- Your goal: Whenever a line in the records below holds the string "Mutex", copy it out.

►

#[cfg(test)]
mod tests {
    use super::*;
    use crate::services::deployments::error::ConnectFailure;
    use crate::services::deployments::progress::ProgressEvent;
    use crate::test_support::{
        scripted_steps, shared_config, ssh_descriptor, MockConnector, ProgressRecorder,
        StepScript,
    };
    use std::sync::Mutex;

    const DRIVER: [(&str, u8); 4] = [
        ("preinstall", 50),
        ("step1", 98),
        ("step2", 100),
        ("complete", 100),
    ];

    fn orchestrator(connector: MockConnector) -> (FleetOrchestrator, Arc<MockConnector>) {
        let connector = Arc::new(connector);
        let orchestrator = FleetOrchestrator::new(
            connector.clone(),
            Arc::new(ProgressStore::new()),
            OrchestratorSettings {
                step_timeout: Duration::from_secs(5),
                ..OrchestratorSettings::default()
            },
        );
        (orchestrator, connector)
    }

    fn both_pipelines(script: &StepScript) -> anyhow::Result<Arc<dyn PipelineFactory>> {
        let system = PipelineDefinition::new(
            PipelineKind::System,
            scripted_steps(&[("image", 60), ("configure", 100)], script),
        )?;
        let driver = PipelineDefinition::new(PipelineKind::Driver, scripted_steps(&DRIVER, script))?;
        Ok(Arc::new(vec![Arc::new(system), Arc::new(driver)]))
    }

    #[tokio::test]
    async fn failing_host_does_not_block_siblings() -> anyhow::Result<()> {
        let (orchestrator, connector) = orchestrator(MockConnector::new());
        let recorder = ProgressRecorder::attach(orchestrator.store());
        let script = StepScript::default().fail_on_host("10.0.0.2", "step1", "disk full");
        let hosts: Vec<_> = ["10.0.0.1", "10.0.0.2", "10.0.0.3"]
            .into_iter()
            .map(ssh_descriptor)
            .collect();

        let run = orchestrator
            .start(&hosts, shared_config(), both_pipelines(&script)?)
            .await?;
        let summary = run.wait().await?;

        let store = orchestrator.store();
        for host in ["10.0.0.1", "10.0.0.3"] {
            let driver = store.get(&HostIdentity::new(host), PipelineKind::Driver);
            assert!(driver.as_ref().is_some_and(|p| p.is_succeeded() && p.to == 100));
            assert_eq!(summary.hosts[&HostIdentity::new(host)], HostOutcome::Succeeded);
        }
        let failed = store.get(&HostIdentity::new("10.0.0.2"), PipelineKind::Driver);
        assert_eq!(failed.as_ref().and_then(|p| p.failed_step()), Some("step1"));
        assert_eq!(failed.as_ref().and_then(|p| p.error()), Some("disk full"));
        assert_eq!(
            summary.hosts[&HostIdentity::new("10.0.0.2")],
            HostOutcome::Failed {
                pipeline: PipelineKind::Driver,
                step: "step1".to_string()
            }
        );
        assert!(!store.all_installed());

        let host_two = recorder.for_host("10.0.0.2", PipelineKind::Driver);
        assert!(host_two
            .iter()
            .all(|p| p.started_step() != Some("step2") && p.completed_step() != Some("step2")));
        assert_eq!(
            script.invocations_for("10.0.0.2"),
            vec!["image", "configure", "preinstall", "step1"]
        );

        for host in ["10.0.0.1", "10.0.0.2", "10.0.0.3"] {
            let Some(client) = connector.client(host) else {
                panic!("missing client {host}");
            };
            assert_eq!(client.dispose_count(), 1);
        }
        Ok(())
    }

    #[tokio::test]
    async fn all_hosts_succeeding_opens_the_gate() -> anyhow::Result<()> {
        let (orchestrator, _) = orchestrator(MockConnector::new());
        let script = StepScript::default();
        let hosts = vec![ssh_descriptor("10.0.0.1"), ssh_descriptor("10.0.0.2")];
        let run = orchestrator
            .start(&hosts, shared_config(), both_pipelines(&script)?)
            .await?;
        let summary = run.wait().await?;
        assert!(summary.all_succeeded());
        assert!(orchestrator.store().all_installed());
        Ok(())
    }

    #[tokio::test]
    async fn connection_failure_aborts_the_run() -> anyhow::Result<()> {
        let (orchestrator, connector) =
            orchestrator(MockConnector::new().reject("B", ConnectFailure::Unreachable));
        let script = StepScript::default();
        let hosts = vec![ssh_descriptor("A"), ssh_descriptor("B")];

        let result = orchestrator
            .start(&hosts, shared_config(), both_pipelines(&script)?)
            .await;
        match result {
            Err(PoolError::Connect(err)) => assert_eq!(err.host.as_str(), "B"),
            Err(other) => panic!("unexpected error {other}"),
            Ok(_) => panic!("run should not start"),
        }
        let Some(a) = connector.client("A") else {
            panic!("A should have connected");
        };
        assert_eq!(a.dispose_count(), 1);
        assert!(script.invocations().is_empty());
        assert!(orchestrator.store().snapshot().is_empty());
        Ok(())
    }

    #[tokio::test]
    async fn partial_policy_records_connect_failures() -> anyhow::Result<()> {
        let connector = Arc::new(MockConnector::new().reject("B", ConnectFailure::Rejected));
        let orchestrator = FleetOrchestrator::new(
            connector,
            Arc::new(ProgressStore::new()),
            OrchestratorSettings {
                policy: PoolPolicy::Partial,
                ..OrchestratorSettings::default()
            },
        );
        let script = StepScript::default();
        let hosts = vec![ssh_descriptor("A"), ssh_descriptor("B")];
        let run = orchestrator
            .start(&hosts, shared_config(), both_pipelines(&script)?)
            .await?;
        assert_eq!(run.hosts(), &[HostIdentity::new("A")]);
        assert!(run.connect_failures().contains_key(&HostIdentity::new("B")));
        run.wait().await?;

        let b = orchestrator
            .store()
            .get(&HostIdentity::new("B"), PipelineKind::System);
        assert_eq!(b.as_ref().and_then(|p| p.failed_step()), Some(CONNECT_STEP));
        assert!(!orchestrator.store().all_installed());
        Ok(())
    }

    #[tokio::test]
    async fn interleaved_hosts_keep_their_own_step_order() -> anyhow::Result<()> {
        let (orchestrator, _) = orchestrator(MockConnector::new());
        let order = Arc::new(Mutex::new(Vec::new()));
        let sink = order.clone();
        orchestrator.store().subscribe(move |event| {
            if let ProgressEvent::Updated(update) = event {
                if let Some(step) = update.progress.started_step() {
                    sink.lock()
                        .expect("order lock")
                        .push((update.progress.host.to_string(), step.to_string()));
                }
            }
        });
        let script = StepScript::default()
            .delay_for("A", Duration::from_millis(10))
            .delay_for("B", Duration::from_millis(1));
        let driver = PipelineDefinition::new(PipelineKind::Driver, scripted_steps(&DRIVER, &script))?;
        let factory: Arc<dyn PipelineFactory> = Arc::new(vec![Arc::new(driver)]);
        let hosts = vec![ssh_descriptor("A"), ssh_descriptor("B")];
        orchestrator
            .start(&hosts, shared_config(), factory)
            .await?
            .wait()
            .await?;

        let order = order.lock().expect("order lock").clone();
        for host in ["A", "B"] {
            let steps: Vec<&str> = order
                .iter()
                .filter(|(seen, _)| seen == host)
                .map(|(_, step)| step.as_str())
                .collect();
            assert_eq!(steps, vec!["preinstall", "step1", "step2", "complete"]);
        }
        Ok(())
    }

    #[tokio::test]
    async fn cancel_stops_hosts_and_disposes_once() -> anyhow::Result<()> {
        let (orchestrator, connector) = orchestrator(MockConnector::new());
        let script = StepScript::default()
            .delay_for("A", Duration::from_millis(30))
            .delay_for("B", Duration::from_millis(30));
        let driver = PipelineDefinition::new(PipelineKind::Driver, scripted_steps(&DRIVER, &script))?;
        let factory: Arc<dyn PipelineFactory> = Arc::new(vec![Arc::new(driver)]);
        let hosts = vec![ssh_descriptor("A"), ssh_descriptor("B")];
        let run = orchestrator.start(&hosts, shared_config(), factory).await?;
        tokio::time::sleep(Duration::from_millis(10)).await;
        run.cancel();
        let summary = run.wait().await?;

        for host in ["A", "B"] {
            assert_eq!(
                summary.hosts[&HostIdentity::new(host)],
                HostOutcome::Cancelled {
                    pipeline: PipelineKind::Driver
                }
            );
            let progress = orchestrator
                .store()
                .get(&HostIdentity::new(host), PipelineKind::Driver);
            assert_eq!(progress.as_ref().map(|p| p.ok()), Some(false));
            assert_eq!(
                progress.as_ref().and_then(|p| p.completed_step()),
                Some("preinstall")
            );
            assert_eq!(script.invocations_for(host), vec!["preinstall"]);
            let Some(client) = connector.client(host) else {
                panic!("missing client {host}");
            };
            assert_eq!(client.dispose_count(), 1);
        }
        Ok(())
    }

    #[tokio::test]
    async fn system_failure_skips_driver_pipeline() -> anyhow::Result<()> {
        let (orchestrator, _) = orchestrator(MockConnector::new());
        let script = StepScript::default().fail_at("image", "write error");
        let hosts = vec![ssh_descriptor("A")];
        orchestrator
            .start(&hosts, shared_config(), both_pipelines(&script)?)
            .await?
            .wait()
            .await?;
        let store = orchestrator.store();
        assert!(store
            .get(&HostIdentity::new("A"), PipelineKind::Driver)
            .is_none());
        assert_eq!(script.invocations(), vec!["image"]);
        Ok(())
    }
}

◄

- Answer box:
    use std::sync::Mutex;
        let order = Arc::new(Mutex::new(Vec::new()));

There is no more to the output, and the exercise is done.